(Data records)

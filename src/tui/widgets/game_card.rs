/// GameCard widget - one selected game rendered as a fixed-size card.
///
/// Fixed dimensions: 37 columns x 7 rows (borders, league header,
/// separator, two team rows, status row).
use crate::config::DisplayConfig;
use crate::layout_constants::{
    CARD_SCORE_WIDTH, CARD_TEAM_NAME_WIDTH, GAME_CARD_HEIGHT, GAME_CARD_WIDTH,
};
use crate::tui::widgets::{fit_width, RenderableWidget};
use crate::types::{Game, Team};
use ratatui::{buffer::Buffer, layout::Rect, style::Style};
use unicode_width::UnicodeWidthStr;

/// Width of the abbreviation column in a team row.
const ABBREV_COL_WIDTH: usize = 5;

#[derive(Debug, Clone)]
pub struct GameCard {
    pub game: Game,
    /// Whether this card currently has keyboard focus.
    pub focused: bool,
}

impl GameCard {
    pub fn new(game: Game, focused: bool) -> Self {
        Self { game, focused }
    }

    fn border_style(&self, config: &DisplayConfig) -> Style {
        if self.focused {
            Style::default().fg(config.selection_fg)
        } else {
            Style::default()
        }
    }

    /// Header content: league identity left, LIVE badge right.
    fn header_line(&self, inner_width: usize) -> (String, String) {
        let left = format!(" {} {}", self.game.sport_icon, self.game.sport);
        let badge = if self.game.is_live {
            "LIVE ".to_string()
        } else {
            String::new()
        };
        (fit_width(&left, inner_width.saturating_sub(badge.width())), badge)
    }

    fn team_line(team: &Team) -> String {
        let abbrev = pad_to(&fit_width(team.abbreviation_or_name(), ABBREV_COL_WIDTH - 1), ABBREV_COL_WIDTH);
        let name = pad_to(&fit_width(&team.name, CARD_TEAM_NAME_WIDTH), CARD_TEAM_NAME_WIDTH);
        let score = fit_width(&team.score, CARD_SCORE_WIDTH);
        format!(" {}{} {:>width$}  ", abbrev, name, score, width = CARD_SCORE_WIDTH)
    }
}

/// Pad a string with spaces to an exact display width.
fn pad_to(text: &str, width: usize) -> String {
    let used = text.width();
    format!("{}{}", text, " ".repeat(width.saturating_sub(used)))
}

impl RenderableWidget for GameCard {
    fn render(&self, area: Rect, buf: &mut Buffer, config: &DisplayConfig) {
        if area.width < GAME_CARD_WIDTH || area.height < GAME_CARD_HEIGHT {
            return; // Not enough space
        }

        let style = self.border_style(config);
        let chars = &config.box_chars;
        let inner_width = (GAME_CARD_WIDTH - 2) as usize;
        let x = area.x;
        let mut y = area.y;

        let horizontal = chars.horizontal.repeat(inner_width);

        // Top border
        buf.set_string(
            x,
            y,
            format!("{}{}{}", chars.top_left, horizontal, chars.top_right),
            style,
        );
        y += 1;

        // League header with LIVE badge
        let (left, badge) = self.header_line(inner_width);
        buf.set_string(x, y, &chars.vertical, style);
        buf.set_string(x + 1, y, pad_to("", inner_width), Style::default());
        buf.set_string(x + 1, y, &left, Style::default());
        if !badge.is_empty() {
            let badge_x = x + 1 + (inner_width - badge.width()) as u16;
            buf.set_string(badge_x, y, &badge, Style::default().fg(config.live_fg));
        }
        buf.set_string(x + GAME_CARD_WIDTH - 1, y, &chars.vertical, style);
        y += 1;

        // Separator between header and teams
        buf.set_string(
            x,
            y,
            format!("{}{}{}", chars.left_junction, horizontal, chars.right_junction),
            style,
        );
        y += 1;

        // Away above home, matching the upstream card layout.
        for team in [&self.game.away_team, &self.game.home_team] {
            buf.set_string(x, y, &chars.vertical, style);
            buf.set_string(x + 1, y, pad_to(&GameCard::team_line(team), inner_width), Style::default());
            buf.set_string(x + GAME_CARD_WIDTH - 1, y, &chars.vertical, style);
            y += 1;
        }

        // Status row: detail text, highlighted while live.
        let status_style = if self.game.is_live {
            Style::default().fg(config.live_fg)
        } else {
            Style::default()
        };
        let status = format!(" {}", fit_width(&self.game.status_detail, inner_width - 2));
        buf.set_string(x, y, &chars.vertical, style);
        buf.set_string(x + 1, y, pad_to("", inner_width), Style::default());
        buf.set_string(x + 1, y, &status, status_style);
        buf.set_string(x + GAME_CARD_WIDTH - 1, y, &chars.vertical, style);
        y += 1;

        // Bottom border
        buf.set_string(
            x,
            y,
            format!("{}{}{}", chars.bottom_left, horizontal, chars.bottom_right),
            style,
        );
    }

    fn preferred_height(&self) -> Option<u16> {
        Some(GAME_CARD_HEIGHT)
    }

    fn preferred_width(&self) -> Option<u16> {
        Some(GAME_CARD_WIDTH)
    }
}

#[cfg(test)]
mod tests {
    use super::*;
    use crate::fixtures::{live_game, scheduled_game};
    use crate::tui::widgets::testing::*;

    #[test]
    fn card_renders_borders_at_fixed_size() {
        let widget = GameCard::new(scheduled_game("a", 30), false);
        let buf = render_widget(&widget, GAME_CARD_WIDTH, GAME_CARD_HEIGHT);

        let horizontal = "─".repeat(35);
        assert_buffer_line(&buf, 0, &format!("╭{}╮", horizontal));
        assert_buffer_line(&buf, 2, &format!("├{}┤", horizontal));
        assert_buffer_line(&buf, 6, &format!("╰{}╯", horizontal));
    }

    #[test]
    fn card_shows_league_and_teams() {
        let widget = GameCard::new(scheduled_game("a", 30), false);
        let buf = render_widget(&widget, GAME_CARD_WIDTH, GAME_CARD_HEIGHT);

        assert!(buffer_line(&buf, 1).contains("* NFL"));
        assert!(buffer_line(&buf, 3).contains("AWY  AWY Town"));
        assert!(buffer_line(&buf, 4).contains("HOM  HOM Town"));
        assert!(buffer_line(&buf, 5).contains("7:00 PM"));
    }

    #[test]
    fn live_card_shows_badge_and_scores() {
        let widget = GameCard::new(live_game("a"), false);
        let buf = render_widget(&widget, GAME_CARD_WIDTH, GAME_CARD_HEIGHT);

        let header = buffer_line(&buf, 1);
        assert!(header.contains("# NHL"));
        assert!(header.contains("LIVE"));
        // Scores sit right-aligned just inside the border.
        let away = buffer_line(&buf, 3);
        assert!(away.contains("AWY"));
        assert!(away.ends_with("3  │"), "away row was: {:?}", away);
        let home = buffer_line(&buf, 4);
        assert!(home.ends_with("2  │"), "home row was: {:?}", home);
        assert!(buffer_line(&buf, 5).contains("2nd Period"));
    }

    #[test]
    fn scheduled_card_has_no_badge() {
        let widget = GameCard::new(scheduled_game("a", 30), false);
        let buf = render_widget(&widget, GAME_CARD_WIDTH, GAME_CARD_HEIGHT);
        assert!(!buffer_line(&buf, 1).contains("LIVE"));
    }

    #[test]
    fn long_team_names_are_truncated() {
        let mut game = live_game("a");
        game.home_team.name = "An Extremely Long Franchise Name".to_string();
        let widget = GameCard::new(game, false);
        let buf = render_widget(&widget, GAME_CARD_WIDTH, GAME_CARD_HEIGHT);

        let home = buffer_line(&buf, 4);
        assert!(home.contains('…'), "home row was: {:?}", home);
        // The border column survives truncation.
        assert_eq!(buf[(GAME_CARD_WIDTH - 1, 4)].symbol(), "│");
    }

    #[test]
    fn card_skips_render_when_area_too_small() {
        let widget = GameCard::new(live_game("a"), false);
        let buf = render_widget(&widget, 10, 3);
        assert_eq!(buffer_line(&buf, 0).trim(), "");
    }
}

(End Data records)

What this task involves
Set down each line exactly as it appears in the data.

Expected answer
filename src/tui/widgets/game_card.rs
/// GameCard widget - one selected game rendered as a fixed-size card.
///
/// Fixed dimensions: 37 columns x 7 rows (borders, league header,
/// separator, two team rows, status row).
use crate::config::DisplayConfig;
use crate::layout_constants::{
    CARD_SCORE_WIDTH, CARD_TEAM_NAME_WIDTH, GAME_CARD_HEIGHT, GAME_CARD_WIDTH,
};
use crate::tui::widgets::{fit_width, RenderableWidget};
use crate::types::{Game, Team};
use ratatui::{buffer::Buffer, layout::Rect, style::Style};
use unicode_width::UnicodeWidthStr;

/// Width of the abbreviation column in a team row.
const ABBREV_COL_WIDTH: usize = 5;

#[derive(Debug, Clone)]
pub struct GameCard {
    pub game: Game,
    /// Whether this card currently has keyboard focus.
    pub focused: bool,
}

impl GameCard {
    pub fn new(game: Game, focused: bool) -> Self {
        Self { game, focused }
    }

    fn border_style(&self, config: &DisplayConfig) -> Style {
        if self.focused {
            Style::default().fg(config.selection_fg)
        } else {
            Style::default()
        }
    }

    /// Header content: league identity left, LIVE badge right.
    fn header_line(&self, inner_width: usize) -> (String, String) {
        let left = format!(" {} {}", self.game.sport_icon, self.game.sport);
        let badge = if self.game.is_live {
            "LIVE ".to_string()
        } else {
            String::new()
        };
        (fit_width(&left, inner_width.saturating_sub(badge.width())), badge)
    }

    fn team_line(team: &Team) -> String {
        let abbrev = pad_to(&fit_width(team.abbreviation_or_name(), ABBREV_COL_WIDTH - 1), ABBREV_COL_WIDTH);
        let name = pad_to(&fit_width(&team.name, CARD_TEAM_NAME_WIDTH), CARD_TEAM_NAME_WIDTH);
        let score = fit_width(&team.score, CARD_SCORE_WIDTH);
        format!(" {}{} {:>width$}  ", abbrev, name, score, width = CARD_SCORE_WIDTH)
    }
}

/// Pad a string with spaces to an exact display width.
fn pad_to(text: &str, width: usize) -> String {
    let used = text.width();
    format!("{}{}", text, " ".repeat(width.saturating_sub(used)))
}

impl RenderableWidget for GameCard {
    fn render(&self, area: Rect, buf: &mut Buffer, config: &DisplayConfig) {
        if area.width < GAME_CARD_WIDTH || area.height < GAME_CARD_HEIGHT {
            return; // Not enough space
        }

        let style = self.border_style(config);
        let chars = &config.box_chars;
        let inner_width = (GAME_CARD_WIDTH - 2) as usize;
        let x = area.x;
        let mut y = area.y;

        let horizontal = chars.horizontal.repeat(inner_width);

        // Top border
        buf.set_string(
            x,
            y,
            format!("{}{}{}", chars.top_left, horizontal, chars.top_right),
            style,
        );
        y += 1;

        // League header with LIVE badge
        let (left, badge) = self.header_line(inner_width);
        buf.set_string(x, y, &chars.vertical, style);
        buf.set_string(x + 1, y, pad_to("", inner_width), Style::default());
        buf.set_string(x + 1, y, &left, Style::default());
        if !badge.is_empty() {
            let badge_x = x + 1 + (inner_width - badge.width()) as u16;
            buf.set_string(badge_x, y, &badge, Style::default().fg(config.live_fg));
        }
        buf.set_string(x + GAME_CARD_WIDTH - 1, y, &chars.vertical, style);
        y += 1;

        // Separator between header and teams
        buf.set_string(
            x,
            y,
            format!("{}{}{}", chars.left_junction, horizontal, chars.right_junction),
            style,
        );
        y += 1;

        // Away above home, matching the upstream card layout.
        for team in [&self.game.away_team, &self.game.home_team] {
            buf.set_string(x, y, &chars.vertical, style);
            buf.set_string(x + 1, y, pad_to(&GameCard::team_line(team), inner_width), Style::default());
            buf.set_string(x + GAME_CARD_WIDTH - 1, y, &chars.vertical, style);
            y += 1;
        }

        // Status row: detail text, highlighted while live.
        let status_style = if self.game.is_live {
            Style::default().fg(config.live_fg)
        } else {
            Style::default()
        };
        let status = format!(" {}", fit_width(&self.game.status_detail, inner_width - 2));
        buf.set_string(x, y, &chars.vertical, style);
        buf.set_string(x + 1, y, pad_to("", inner_width), Style::default());
        buf.set_string(x + 1, y, &status, status_style);
        buf.set_string(x + GAME_CARD_WIDTH - 1, y, &chars.vertical, style);
        y += 1;

        // Bottom border
        buf.set_string(
            x,
            y,
            format!("{}{}{}", chars.bottom_left, horizontal, chars.bottom_right),
            style,
        );
    }

    fn preferred_height(&self) -> Option<u16> {
        Some(GAME_CARD_HEIGHT)
    }

    fn preferred_width(&self) -> Option<u16> {
        Some(GAME_CARD_WIDTH)
    }
}

#[cfg(test)]
mod tests {
    use super::*;
    use crate::fixtures::{live_game, scheduled_game};
    use crate::tui::widgets::testing::*;

    #[test]
    fn card_renders_borders_at_fixed_size() {
        let widget = GameCard::new(scheduled_game("a", 30), false);
        let buf = render_widget(&widget, GAME_CARD_WIDTH, GAME_CARD_HEIGHT);

        let horizontal = "─".repeat(35);
        assert_buffer_line(&buf, 0, &format!("╭{}╮", horizontal));
        assert_buffer_line(&buf, 2, &format!("├{}┤", horizontal));
        assert_buffer_line(&buf, 6, &format!("╰{}╯", horizontal));
    }

    #[test]
    fn card_shows_league_and_teams() {
        let widget = GameCard::new(scheduled_game("a", 30), false);
        let buf = render_widget(&widget, GAME_CARD_WIDTH, GAME_CARD_HEIGHT);

        assert!(buffer_line(&buf, 1).contains("* NFL"));
        assert!(buffer_line(&buf, 3).contains("AWY  AWY Town"));
        assert!(buffer_line(&buf, 4).contains("HOM  HOM Town"));
        assert!(buffer_line(&buf, 5).contains("7:00 PM"));
    }

    #[test]
    fn live_card_shows_badge_and_scores() {
        let widget = GameCard::new(live_game("a"), false);
        let buf = render_widget(&widget, GAME_CARD_WIDTH, GAME_CARD_HEIGHT);

        let header = buffer_line(&buf, 1);
        assert!(header.contains("# NHL"));
        assert!(header.contains("LIVE"));
        // Scores sit right-aligned just inside the border.
        let away = buffer_line(&buf, 3);
        assert!(away.contains("AWY"));
        assert!(away.ends_with("3  │"), "away row was: {:?}", away);
        let home = buffer_line(&buf, 4);
        assert!(home.ends_with("2  │"), "home row was: {:?}", home);
        assert!(buffer_line(&buf, 5).contains("2nd Period"));
    }

    #[test]
    fn scheduled_card_has_no_badge() {
        let widget = GameCard::new(scheduled_game("a", 30), false);
        let buf = render_widget(&widget, GAME_CARD_WIDTH, GAME_CARD_HEIGHT);
        assert!(!buffer_line(&buf, 1).contains("LIVE"));
    }

    #[test]
    fn long_team_names_are_truncated() {
        let mut game = live_game("a");
        game.home_team.name = "An Extremely Long Franchise Name".to_string();
        let widget = GameCard::new(game, false);
        let buf = render_widget(&widget, GAME_CARD_WIDTH, GAME_CARD_HEIGHT);

        let home = buffer_line(&buf, 4);
        assert!(home.contains('…'), "home row was: {:?}", home);
        // The border column survives truncation.
        assert_eq!(buf[(GAME_CARD_WIDTH - 1, 4)].symbol(), "│");
    }

    #[test]
    fn card_skips_render_when_area_too_small() {
        let widget = GameCard::new(live_game("a"), false);
        let buf = render_widget(&widget, 10, 3);
        assert_eq!(buffer_line(&buf, 0).trim(), "");
    }
}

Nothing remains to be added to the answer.